Clay particles (montmorillonite (MMT) platelets, size < 1 μm) were treated with different length chains of ω-amino carboxylic acids (ω-aa): 12-aminododecanoic acid (ADA), 6-aminohexanoic acid (AHA) and γ-aminobutyric acid (GABA); there has been evidence that such amino acids help dispersion into polymer matrix. Different routes for treating the clay were investigated and the best results were obtained using elevated temperature and low pH.
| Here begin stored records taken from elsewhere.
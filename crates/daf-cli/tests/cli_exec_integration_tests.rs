//! CLI integration tests
//!
//! Run the `daf` binary against a scratch database and inspect the JSON
//! envelope it prints.

use rusqlite::Connection;
use serde_json::Value;
use std::path::{Path, PathBuf};
use std::process::{Command, Output};
use tempfile::TempDir;

fn setup_test_db(temp_dir: &TempDir) -> PathBuf {
    let db_path = temp_dir.path().join("orders.db");
    let conn = Connection::open(&db_path).unwrap();
    conn.execute_batch(
        r#"
        CREATE TABLE orders (
            id INTEGER PRIMARY KEY,
            customer TEXT NOT NULL,
            amount INTEGER NOT NULL
        );
        INSERT INTO orders (customer, amount) VALUES ('acme', 100);
        INSERT INTO orders (customer, amount) VALUES ('globex', 250);
        INSERT INTO orders (customer, amount) VALUES ('initech', 75);
        "#,
    )
    .unwrap();
    db_path
}

fn run_cli(db: &Path, args: &[&str]) -> Output {
    let cli_bin = env!("CARGO_BIN_EXE_daf");
    let mut full: Vec<&str> = vec![args[0], "--db", db.to_str().unwrap()];
    full.extend_from_slice(&args[1..]);
    Command::new(cli_bin)
        .args(&full)
        .env("RUST_LOG", "off")
        .output()
        .expect("Failed to execute CLI")
}

fn envelope(output: &Output) -> Value {
    serde_json::from_slice(&output.stdout).expect("stdout should be a JSON envelope")
}

#[test]
fn test_cli_table_prints_rows() {
    let temp_dir = TempDir::new().unwrap();
    let db = setup_test_db(&temp_dir);

    let output = run_cli(
        &db,
        &[
            "table",
            "--sql",
            "SELECT customer, amount FROM orders WHERE amount > @min ORDER BY id",
            "--param",
            "min:int=80",
        ],
    );

    assert!(output.status.success());
    let json = envelope(&output);
    assert_eq!(json["status_code"], 200);
    assert_eq!(json["total"], 2);
    assert_eq!(json["data"][0]["customer"], "acme");
    assert_eq!(json["data"][1]["amount"], 250);
}

#[test]
fn test_cli_view_sorts_and_pages() {
    let temp_dir = TempDir::new().unwrap();
    let db = setup_test_db(&temp_dir);

    let output = run_cli(
        &db,
        &[
            "view",
            "--sql",
            "SELECT customer, amount FROM orders",
            "--sort",
            "amount DESC",
            "--page",
            "1",
            "--per-page",
            "2",
        ],
    );

    assert!(output.status.success());
    let json = envelope(&output);
    assert_eq!(json["current_page"], 1);
    assert_eq!(json["items_per_page"], 2);
    assert_eq!(json["total"], 2);
    assert_eq!(json["data"][0]["customer"], "globex");
}

#[test]
fn test_cli_non_query_and_scalar() {
    let temp_dir = TempDir::new().unwrap();
    let db = setup_test_db(&temp_dir);

    let output = run_cli(&db, &["non-query", "--sql", "UPDATE orders SET amount = 1"]);
    assert!(output.status.success());
    assert_eq!(envelope(&output)["data"][0]["rows_affected"], 3);

    let output = run_cli(&db, &["scalar", "--sql", "SELECT SUM(amount) FROM orders"]);
    assert_eq!(envelope(&output)["data"][0]["value"], "3");
}

#[test]
fn test_cli_reader_and_procedure() {
    let temp_dir = TempDir::new().unwrap();
    let db = setup_test_db(&temp_dir);

    let output = run_cli(
        &db,
        &[
            "reader",
            "--proc",
            "dbo.[BigOrders]",
            "--proc-sql",
            "SELECT id FROM orders WHERE amount >= @floor",
            "--param",
            "floor:int=100",
        ],
    );

    assert!(output.status.success());
    let json = envelope(&output);
    assert_eq!(json["total"], 2);
    assert_eq!(json["data"][1]["id"], 2);
}

#[test]
fn test_cli_identity() {
    let temp_dir = TempDir::new().unwrap();
    let db = setup_test_db(&temp_dir);

    let output = run_cli(
        &db,
        &[
            "identity",
            "--sql",
            "INSERT INTO orders (customer, amount) VALUES (@c, 5) RETURNING id",
            "--param",
            "c:text=hooli",
        ],
    );

    assert!(output.status.success());
    assert_eq!(envelope(&output)["data"][0]["identity"], 4);
}

#[test]
fn test_cli_try_non_query_reports_backend_failure() {
    let temp_dir = TempDir::new().unwrap();
    let db = setup_test_db(&temp_dir);

    let output = run_cli(&db, &["try-non-query", "--sql", "UPDATE orders SET bogus = 1"]);

    assert!(output.status.success());
    let json = envelope(&output);
    assert_eq!(json["status_code"], 500);
    assert!(json["status_message"].as_str().unwrap().contains("bogus"));
}

#[test]
fn test_cli_non_query_failure_exits_nonzero() {
    let temp_dir = TempDir::new().unwrap();
    let db = setup_test_db(&temp_dir);

    let output = run_cli(&db, &["non-query", "--sql", "UPDATE orders SET bogus = 1"]);

    assert!(!output.status.success());
    assert_eq!(envelope(&output)["status_code"], 500);
    assert!(String::from_utf8_lossy(&output.stderr).contains("ERR_BACKEND"));
}

#[test]
fn test_cli_rejects_bad_param() {
    let temp_dir = TempDir::new().unwrap();
    let db = setup_test_db(&temp_dir);

    let output = run_cli(&db, &["scalar", "--sql", "SELECT @a", "--param", "a:int=abc"]);

    assert!(!output.status.success());
    assert!(String::from_utf8_lossy(&output.stderr).contains("not a valid int"));
}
The matrix of GICs consists of polymers such as polyacrylic acid (PAA) and such polymers interact well with clay. The addition of ω-aa modified clays was found to increase the compressive strength of the GICs by ~70 %.
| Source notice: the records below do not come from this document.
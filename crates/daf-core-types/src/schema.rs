//! Canonical schema constants for structured logging and events
//!
//! The logging macros emit these field keys and event names. `tracing` needs
//! literal field names at the call site, so the keys are the lookup side:
//! anything reading captured events uses them.

// Fields every lifecycle event carries
pub const FIELD_COMPONENT: &str = "component";
pub const FIELD_OP: &str = "op";
pub const FIELD_EVENT: &str = "event";
pub const FIELD_DURATION_MS: &str = "duration_ms";
pub const FIELD_TIMEOUT_SECS: &str = "timeout_secs";

// Error fields
pub const FIELD_ERR_KIND: &str = "err.kind";
pub const FIELD_ERR_CODE: &str = "err.code";
pub const FIELD_ERR_MESSAGE: &str = "err.message";

// Canonical event names
pub const EVENT_START: &str = "start";
pub const EVENT_END: &str = "end";
pub const EVENT_END_ERROR: &str = "end_error";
Another major problem with dental materials was addressed, currently there is no available material that offers effective, lasting protection against bacterial colonisation. For this reason, the same clay (MMT) was treated with chlorhexidine (CHX) to create a system that would retain its antimicrobial properties, or even could serve as a slow release system depending on the amount of CHX added. CHX intercalated into MMT was found to be bound strongly with very slow or no release.
Additionally, a novel nanofiller system was proposed which could offer both enhanced strength and antimicrobial properties, by adding the modified clays described above into an alginate hydrogel structure. The Young’s modulus was determined by compressing gel beads; inclusion of clay particles resulted in an increase in modulus (between 33 and 69%) but the surface modification with ω-amino acids did not result in a significant difference.
Date of Award25 Jan 2022
Original languageEnglish
Awarding Institution
  • University of Bristol
SupervisorJeroen S Van Duijneveldt (Supervisor), Michele E Barbour (Supervisor) & Annela M Seddon (Supervisor)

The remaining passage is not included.